▸ Required action
Print the entries below in their entirety, exactly as they are written.

▸ Data to examine
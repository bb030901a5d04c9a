//! Mock implementations and test utilities for the agent fleet coordination
//! server.
//!
//! This crate provides:
//! - [`repository::InMemoryStore`], a full in-memory [`coordinator_core::Store`]
//! - builders for every entity's `New*` constructor
//! - fixtures that seed a populated project in one call
//! - realistic data generators built on `fake`/`rand`
//! - custom assertion helpers
//! - contract tests any `Store` implementation should pass

pub mod assertions;
pub mod builders;
pub mod contracts;
pub mod fixtures;
pub mod generators;
pub mod repository;

pub use assertions::*;
pub use builders::*;
pub use contracts::*;
pub use fixtures::*;
pub use generators::*;
pub use repository::InMemoryStore;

▸ Response to the exercise
repository bb030901a5d04c9a
//! Mock implementations and test utilities for the agent fleet coordination
//! server.
//!
//! This crate provides:
//! - [`repository::InMemoryStore`], a full in-memory [`coordinator_core::Store`]
//! - builders for every entity's `New*` constructor
//! - fixtures that seed a populated project in one call
//! - realistic data generators built on `fake`/`rand`
//! - custom assertion helpers
//! - contract tests any `Store` implementation should pass

pub mod assertions;
pub mod builders;
pub mod contracts;
pub mod fixtures;
pub mod generators;
pub mod repository;

pub use assertions::*;
pub use builders::*;
pub use contracts::*;
pub use fixtures::*;
pub use generators::*;
pub use repository::InMemoryStore;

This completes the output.